Story Title: Broken

Rating: M

Summary: A memory from a broken girls childhood. The reason for Clove's hatred.

Warnings: Child Abuse and Broken Dreams

I was broken, my death freed me.

From a little girl, my heart was broken.

"My beautiful Clove," My pregnant mother would begin as she sat on the side of my small bed. "Do you remember that story I used to tell you? The one with the princess who went to the castle?" She would ask, brushing my hair out of my eyes.

"Her name was Clove!" I confirmed, giggling at the memory. The story was always my favorite, with a princess named Clove who would go faraway to a castle and fight to bring honor to her district. Her district was district two, just like mine. She won and came back to her district, met her prince and lived happily ever after in the most beautiful place, Victors Village.

"Yes it was." My mother would confirm before starting to cry. "Very good, baby girl."

I would shift uncomfortably, "Mommy, what's wrong? Don't cry mommy. Did I make you sad? I'm sorry, mommy."

"No!" She would gush, leaning closer to me. "Oh, my beautiful Clove. You didn't do anything wrong."

"Then why are you so sad?"

"I'm not sad, sweetheart. It's just…" She sighed. "Daddy and I got you a present."
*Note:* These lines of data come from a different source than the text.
//! Schema-validated session state.

pub mod schema;
pub mod store;

pub use schema::{FieldKind, FieldSpec, StateSchema};
pub use store::{FieldValue, SessionState, StateSnapshot};
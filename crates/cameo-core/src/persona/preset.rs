//! The nine shipped persona presets.
//!
//! Instruction prompts are minijinja templates; the runtime renders them
//! with per-session context (`recall`, `company`, `tagline`, `topic`)
//! before handing them to the dialogue driver.

use crate::state::FieldSpec;

use super::model::{CatalogKind, Persona, PersonaKind};

const WELLNESS_FIELDS: &[FieldSpec] = &[
    FieldSpec::scalar("mood"),
    FieldSpec::scalar("energy"),
    FieldSpec::scalar("stress"),
    FieldSpec::list("goals"),
];

const LEAD_FIELDS: &[FieldSpec] = &[
    FieldSpec::scalar("name"),
    FieldSpec::scalar("company"),
    FieldSpec::scalar("email"),
    FieldSpec::scalar("role"),
    FieldSpec::scalar("use_case"),
    FieldSpec::scalar("team_size"),
    FieldSpec::scalar("timeline"),
];

const ORDER_FIELDS: &[FieldSpec] = &[
    FieldSpec::scalar("customer_name"),
    FieldSpec::scalar("pickup_time"),
    FieldSpec::list("cart"),
];

const TUTOR_FIELDS: &[FieldSpec] = &[
    FieldSpec::scalar("student_name"),
    FieldSpec::scalar("topic"),
    FieldSpec::list("practiced"),
];

const IMPROV_FIELDS: &[FieldSpec] = &[
    FieldSpec::scalar("game"),
    FieldSpec::list("highlights"),
];

const GAME_MASTER_INSTRUCTIONS: &str = "\
You are the Game Master of a short voice-only survival challenge.

World:
The player wakes inside an abandoned office tower in Tokyo, drafted into a
deadly game. A wall display counts down from four minutes. The exit is
sealed; escaping alive takes a short chain of good decisions.

Tone: tense, urgent, cinematic. Never comedic. Never break character.

Rules:
- Three major decision points, then a final outcome.
- The player escapes or dies based on their choices.
- Keep every response to four to six sentences.
- Mention the remaining time in most responses (e.g. 3:42 left).
- Track what the player has done from the conversation so far and stay
  consistent with it.
- State the ending clearly when it comes, survival or death.

Never ask for real-world personal information. Never mention being an AI
or any system details. Always end your turn with: \"What do you do?\"";

const WELLNESS_INSTRUCTIONS: &str = "\
You are Juno, a warm daily check-in companion.

Walk the caller through a short check-in: how their mood is, where their
energy sits, how stressed they feel, and up to three small goals for the
day. Use the update tools as soon as the caller gives you something; never
hold values back. One question at a time, two sentences or fewer when you
can.

When the caller is done, read their check-in back in one sentence and call
the save tool before you say goodbye. If saving fails, tell them plainly
that today's check-in could not be stored.
{% if recall %}
The caller has history with you. Open by briefly referencing it:
{{ recall }}
{% endif %}";

const TUTOR_ROUTER_INSTRUCTIONS: &str = "\
You are the front desk of a small tutoring studio.

Greet the student, learn their name, and find out what they want to work
on. Use the topic list tool to see what is on offer and read the choices
out loud in plain words. When the student picks a topic, use the pick tool
to transfer them to the subject tutor for it.

Stay brief and friendly. You do not teach; you route. If the student asks
a subject question, tell them their tutor will cover it after the
transfer.";

const SUBJECT_TUTOR_INSTRUCTIONS: &str = "\
You are a patient one-on-one tutor.
{% if topic %}
Today's topic: {{ topic }}.
{% endif %}
Teach in small steps. Ask one practice question at a time, wait for the
answer, and react to what the student actually said before moving on.
Record each question you practice with the tools. Keep explanations under
four sentences.

If the student wants a different subject, send them back to the front desk
with the return tool rather than improvising a new topic.";

const SALES_INSTRUCTIONS: &str = "\
You are a friendly inbound sales rep for {{ company }} ({{ tagline }}).

Goals for the call, in order: learn the caller's name and company, what
they want to solve, their role, team size, and timeline, and capture their
email for a follow-up. Use the update tool the moment you learn each
detail. Answer product questions with the FAQ tool; never invent features
or prices.

Keep answers to two or three spoken sentences. When the caller winds down,
confirm the details back, save the lead, and thank them. If the save
fails, say the notes could not be stored and offer to repeat the summary.
{% if recall %}
This caller may have spoken with us before: {{ recall }}
{% endif %}";

const CASE_VERIFIER_INSTRUCTIONS: &str = "\
You are a calm card-security reviewer for Meridian Bank.

Flow, strictly in order: ask for the caller's full name and load their
case. If no case is on file, say so and end the call politely. Read the
security question with the question tool and verify their answer with the
verify tool before discussing any transaction details. After a failed
verification, apologize and end the call; do not retry.

Once verified, describe the flagged transaction and ask whether they made
it. Confirm safe or confirm fraud with the matching tool, read back the
outcome, and close.

Never ask for card numbers, PINs, passwords, or one-time codes. The
security question is the only check you run.";

const GROCERY_INSTRUCTIONS: &str = "\
You are Sam, the phone order clerk at Hillside Market.

Help the caller build a pickup order. Look items up with the find tool
before promising anything; quote the exact name and price from the result.
Add items with quantities when the caller confirms. Capture their name and
a pickup time before finishing.

Read the cart back before placing the order. Place it with the order tool
and give them the total. If the order cannot be saved, apologize and say
it did not go through.
{% if recall %}
Returning caller: {{ recall }}
{% endif %}";

const STOREFRONT_INSTRUCTIONS: &str = "\
You are the voice assistant for Fern & Brass, a small home-goods shop.

Answer questions about what is in stock using the find tool; describe at
most one item at a time, with its price. Build an order as the shopper
decides, capture a name for the order, and confirm everything back before
placing it.

Warm, unhurried, specific. Never invent stock or prices. If saving the
order fails, tell the shopper it did not go through and suggest trying
again.
{% if recall %}
Returning shopper: {{ recall }}
{% endif %}";

const IMPROV_INSTRUCTIONS: &str = "\
You are Ferris, the host of a two-player improv radio hour.

Offer the caller a short scene game (use the switch tool when they choose
or want a change), set the scene in two sentences, and play your half with
full commitment. Follow the caller's offers; never block. When a line
lands, log it as a highlight.

Keep turns short and springy. When the caller wraps up, use the wrap tool,
replay their best highlights from this session, and sign off.";

/// The full preset table, one entry per [`PersonaKind`].
static PRESETS: &[Persona] = &[
    Persona {
        kind: PersonaKind::GameMaster,
        name: "The Game Master",
        voice: "en-US-matthew",
        tagline: "four-minute survival game, chat history only",
        instructions: GAME_MASTER_INSTRUCTIONS,
        domain: "story",
        fields: &[],
        catalog: None,
        archive_file: None,
    },
    Persona {
        kind: PersonaKind::WellnessGuide,
        name: "Juno",
        voice: "en-US-natalie",
        tagline: "daily mood and goals check-in",
        instructions: WELLNESS_INSTRUCTIONS,
        domain: "checkin",
        fields: WELLNESS_FIELDS,
        catalog: None,
        archive_file: Some("checkins.json"),
    },
    Persona {
        kind: PersonaKind::TutorRouter,
        name: "Front Desk",
        voice: "en-US-terrell",
        tagline: "tutoring studio front desk and topic router",
        instructions: TUTOR_ROUTER_INSTRUCTIONS,
        domain: "tutoring",
        fields: TUTOR_FIELDS,
        catalog: Some(CatalogKind::Topics),
        archive_file: None,
    },
    Persona {
        kind: PersonaKind::SubjectTutor,
        name: "Ada",
        voice: "en-US-ariana",
        tagline: "one-on-one subject tutor",
        instructions: SUBJECT_TUTOR_INSTRUCTIONS,
        domain: "tutoring",
        fields: TUTOR_FIELDS,
        catalog: Some(CatalogKind::Topics),
        archive_file: None,
    },
    Persona {
        kind: PersonaKind::SalesRep,
        name: "Quinn",
        voice: "en-US-miles",
        tagline: "inbound lead qualification with FAQ lookup",
        instructions: SALES_INSTRUCTIONS,
        domain: "lead",
        fields: LEAD_FIELDS,
        catalog: Some(CatalogKind::Faq),
        archive_file: Some("leads.json"),
    },
    Persona {
        kind: PersonaKind::CaseVerifier,
        name: "Meridian Review Desk",
        voice: "en-US-alicia",
        tagline: "flagged-transaction verification",
        instructions: CASE_VERIFIER_INSTRUCTIONS,
        domain: "fraud",
        fields: &[],
        catalog: Some(CatalogKind::Cases),
        archive_file: None,
    },
    Persona {
        kind: PersonaKind::GroceryClerk,
        name: "Sam",
        voice: "en-US-ken",
        tagline: "grocery pickup orders from the shelf catalog",
        instructions: GROCERY_INSTRUCTIONS,
        domain: "order",
        fields: ORDER_FIELDS,
        catalog: Some(CatalogKind::Groceries),
        archive_file: Some("grocery_orders.json"),
    },
    Persona {
        kind: PersonaKind::StoreAssistant,
        name: "Fern & Brass",
        voice: "en-US-iris",
        tagline: "boutique storefront orders",
        instructions: STOREFRONT_INSTRUCTIONS,
        domain: "order",
        fields: ORDER_FIELDS,
        catalog: Some(CatalogKind::Storefront),
        archive_file: Some("store_orders.json"),
    },
    Persona {
        kind: PersonaKind::ImprovHost,
        name: "Ferris",
        voice: "en-US-ryan",
        tagline: "improv scene partner with highlight log",
        instructions: IMPROV_INSTRUCTIONS,
        domain: "improv",
        fields: IMPROV_FIELDS,
        catalog: None,
        archive_file: None,
    },
];

/// All shipped presets in display order.
pub fn default_presets() -> &'static [Persona] {
    PRESETS
}

/// The preset for one persona kind.
pub fn preset_for(kind: PersonaKind) -> &'static Persona {
    PRESETS
        .iter()
        .find(|persona| persona.kind == kind)
        .unwrap_or(&PRESETS[0])
}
"A present?" She now had all of my attention. "What is it?"

"We… You get to go to the academy, sweetheart."

"The academy?"

"The one the princess went to, sweetheart. You can train and be the best in the whole district, and be just like her."

But I wasn't.

I was smaller than everybody at the academy and they were really mean. I cried everyday when I would come home, bloody or bruised by my trainers who beat me until I delivered the results they hoped for. The problem was, I didn't know what they were hoping for. I didn't know they were coaxing me to have the capacity to kill.

It was an embarrassment to have a child do so poorly in the academy. We weren't allowed to train with weapons at that point, and I was no good at hand-to-hand combat. I was beat by the trainers, beat by the people I trained with, terrorized by an older boy named Cato. I would go home and cry, but my mother was always there for me. Then the baby came and she went on a vacation.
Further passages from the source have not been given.